* The records
- - -
use axum::routing::post;
use axum::Router;

use crate::handlers::insight;
use crate::state::AppState;

/// Routes mounted at `/ml`.
pub fn router() -> Router<AppState> {
    Router::new().route("/suggest", post(insight::suggest_ttl))
}
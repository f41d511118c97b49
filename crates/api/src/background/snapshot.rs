//! Periodic and shutdown snapshots of coordinator state.

use std::time::Duration;

use holdfast_store::{Snapshot, SnapshotStore, StoreError};
use tokio::time::MissedTickBehavior;
use tokio_util::sync::CancellationToken;

use crate::state::AppState;

/// Collect the current resources and lock slots.
pub async fn capture(state: &AppState) -> Snapshot {
    let resources = state.resources.list().await;
    let slots = state.coordinator.export_slots().await;
    Snapshot::new(resources, slots)
}

/// Capture and write a snapshot.
pub async fn persist(state: &AppState, store: &SnapshotStore) -> Result<(), StoreError> {
    let snapshot = capture(state).await;
    store.save(&snapshot).await
}

/// Load the snapshot at `store` into `state`. Returns whether one was found.
pub async fn restore(state: &AppState, store: &SnapshotStore) -> Result<bool, StoreError> {
    let Some(snapshot) = store.load().await? else {
        return Ok(false);
    };

    let resource_count = snapshot.resources.len();
    let slot_count = snapshot.slots.len();
    state.resources.restore(snapshot.resources).await;
    state.coordinator.restore_slots(snapshot.slots).await;

    tracing::info!(
        resources = resource_count,
        slots = slot_count,
        "Coordinator state restored from snapshot"
    );
    Ok(true)
}

/// Write a snapshot every `interval` until `cancel` is triggered.
///
/// Write failures are logged and retried on the next tick.
pub async fn run(
    state: AppState,
    store: SnapshotStore,
    interval: Duration,
    cancel: CancellationToken,
) {
    tracing::info!(
        path = %store.path().display(),
        interval_secs = interval.as_secs(),
        "Snapshot job started"
    );

    let mut ticker = tokio::time::interval(interval);
    ticker.set_missed_tick_behavior(MissedTickBehavior::Delay);
    // The first tick completes immediately; nothing has changed since startup.
    ticker.tick().await;

    loop {
        tokio::select! {
            _ = cancel.cancelled() => {
                tracing::info!("Snapshot job stopping");
                break;
            }
            _ = ticker.tick() => {
                if let Err(e) = persist(&state, &store).await {
                    tracing::error!(error = %e, "Snapshot: write failed");
                }
            }
        }
    }
}

#[cfg(test)]
mod tests {
    use super::*;
    use std::sync::Arc;

    use assert_matches::assert_matches;
    use holdfast_core::clock::ManualClock;
    use holdfast_core::error::CoreError;
    use holdfast_core::lock::LockStatus;
    use holdfast_core::resource::CreateResource;

    use crate::config::ServerConfig;

    fn new_state(clock: &ManualClock) -> AppState {
        AppState::new(ServerConfig::default(), Arc::new(clock.clone()))
    }

    #[tokio::test]
    async fn restore_from_missing_file_is_a_no_op() {
        let dir = tempfile::tempdir().unwrap();
        let store = SnapshotStore::new(dir.path().join("state.json"));
        let state = new_state(&ManualClock::default());

        assert!(!restore(&state, &store).await.unwrap());
        assert!(state.resources.is_empty().await);
    }

    #[tokio::test]
    async fn persisted_state_survives_a_restart() {
        let dir = tempfile::tempdir().unwrap();
        let store = SnapshotStore::new(dir.path().join("state.json"));
        let clock = ManualClock::default();

        let before = new_state(&clock);
        let resource = before
            .resources
            .create(&CreateResource {
                resource_type: "room".into(),
                identifier: "A1".into(),
            })
            .await
            .unwrap();
        let lock = before
            .coordinator
            .acquire(resource.id, "alice", 60)
            .await
            .unwrap();
        persist(&before, &store).await.unwrap();

        let after = new_state(&clock);
        assert!(restore(&after, &store).await.unwrap());

        assert_eq!(after.resources.get(resource.id).await, Some(resource.clone()));
        let restored = after.coordinator.get(resource.id).await.unwrap();
        assert_eq!(restored.id, lock.id);
        assert_eq!(restored.status, LockStatus::Held);

        // The restored lease is still enforced.
        assert_matches!(
            after.coordinator.acquire(resource.id, "bob", 60).await,
            Err(CoreError::Conflict(_))
        );
    }
}
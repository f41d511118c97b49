//! Usage recording for finished locks.
//!
//! Every lock that reaches a terminal state leaves one [`UsageSample`] in its
//! resource's [`UsageHistory`]. The history is a [`BoundedRing`], so only the
//! most recent samples are kept no matter how long a resource lives.

use serde::{Deserialize, Serialize};

use crate::lock::{seconds_between, LockStatus};
use crate::ring::BoundedRing;
use crate::types::Timestamp;

/// Default number of samples kept per resource.
pub const DEFAULT_HISTORY_CAPACITY: usize = 50;

/// Heartbeat intervals kept for a single lock.
pub const MAX_HEARTBEAT_INTERVALS: usize = 64;

/// One finished hold.
#[derive(Debug, Clone, PartialEq, Serialize, Deserialize)]
pub struct UsageSample {
    pub hold_duration_seconds: f64,
    pub heartbeat_interval_seconds: Vec<f64>,
    pub outcome: LockStatus,
    pub owner_id: String,
    pub ended_at: Timestamp,
}

/// Bounded per-resource sample history.
#[derive(Debug, Clone)]
pub struct UsageHistory {
    samples: BoundedRing<UsageSample>,
}

impl UsageHistory {
    pub fn new(capacity: usize) -> Self {
        Self {
            samples: BoundedRing::new(capacity),
        }
    }

    pub fn record(&mut self, sample: UsageSample) {
        self.samples.push(sample);
    }

    /// Samples oldest first.
    pub fn samples(&self) -> Vec<UsageSample> {
        self.samples.to_vec()
    }

    pub fn len(&self) -> usize {
        self.samples.len()
    }

    pub fn is_empty(&self) -> bool {
        self.samples.is_empty()
    }
}

impl Default for UsageHistory {
    fn default() -> Self {
        Self::new(DEFAULT_HISTORY_CAPACITY)
    }
}

/// Heartbeat cadence of the lock currently held on a resource.
///
/// Reset whenever a new lock is granted.
#[derive(Debug, Clone)]
pub struct HeartbeatTrace {
    intervals: BoundedRing<f64>,
}

impl HeartbeatTrace {
    pub fn new() -> Self {
        Self {
            intervals: BoundedRing::new(MAX_HEARTBEAT_INTERVALS),
        }
    }

    /// Record the gap between the previous heartbeat and `now`.
    pub fn beat(&mut self, previous: Timestamp, now: Timestamp) {
        self.intervals.push(seconds_between(previous, now));
    }

    /// Replace the trace with previously recorded intervals.
    pub fn restore(&mut self, intervals: &[f64]) {
        self.intervals.clear();
        for interval in intervals {
            self.intervals.push(*interval);
        }
    }

    pub fn intervals(&self) -> Vec<f64> {
        self.intervals.to_vec()
    }

    pub fn reset(&mut self) {
        self.intervals.clear();
    }
}

impl Default for HeartbeatTrace {
    fn default() -> Self {
        Self::new()
    }
}

#[cfg(test)]
mod tests {
    use super::*;
    use chrono::{Duration, Utc};

    fn sample(hold: f64) -> UsageSample {
        UsageSample {
            hold_duration_seconds: hold,
            heartbeat_interval_seconds: vec![],
            outcome: LockStatus::Released,
            owner_id: "alice".into(),
            ended_at: Utc::now(),
        }
    }

    #[test]
    fn history_keeps_most_recent_samples() {
        let mut history = UsageHistory::new(2);
        history.record(sample(1.0));
        history.record(sample(2.0));
        history.record(sample(3.0));

        let holds: Vec<f64> = history
            .samples()
            .iter()
            .map(|s| s.hold_duration_seconds)
            .collect();
        assert_eq!(holds, vec![2.0, 3.0]);
    }

    #[test]
    fn default_history_uses_default_capacity() {
        let mut history = UsageHistory::default();
        for i in 0..(DEFAULT_HISTORY_CAPACITY + 10) {
            history.record(sample(i as f64));
        }
        assert_eq!(history.len(), DEFAULT_HISTORY_CAPACITY);
    }

    #[test]
    fn heartbeat_trace_records_gaps() {
        let start = Utc::now();
        let mut trace = HeartbeatTrace::new();
        trace.beat(start, start + Duration::seconds(3));
        trace.beat(start + Duration::seconds(3), start + Duration::seconds(10));
        assert_eq!(trace.intervals(), vec![3.0, 7.0]);

        trace.reset();
        assert!(trace.intervals().is_empty());
    }

    #[test]
    fn heartbeat_trace_is_bounded() {
        let start = Utc::now();
        let mut trace = HeartbeatTrace::new();
        for _ in 0..(MAX_HEARTBEAT_INTERVALS * 2) {
            trace.beat(start, start + Duration::seconds(1));
        }
        assert_eq!(trace.intervals().len(), MAX_HEARTBEAT_INTERVALS);
    }
}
- - -
Your reply must consist solely of the count of lines in the listing above that hold the string "Deserialize".

2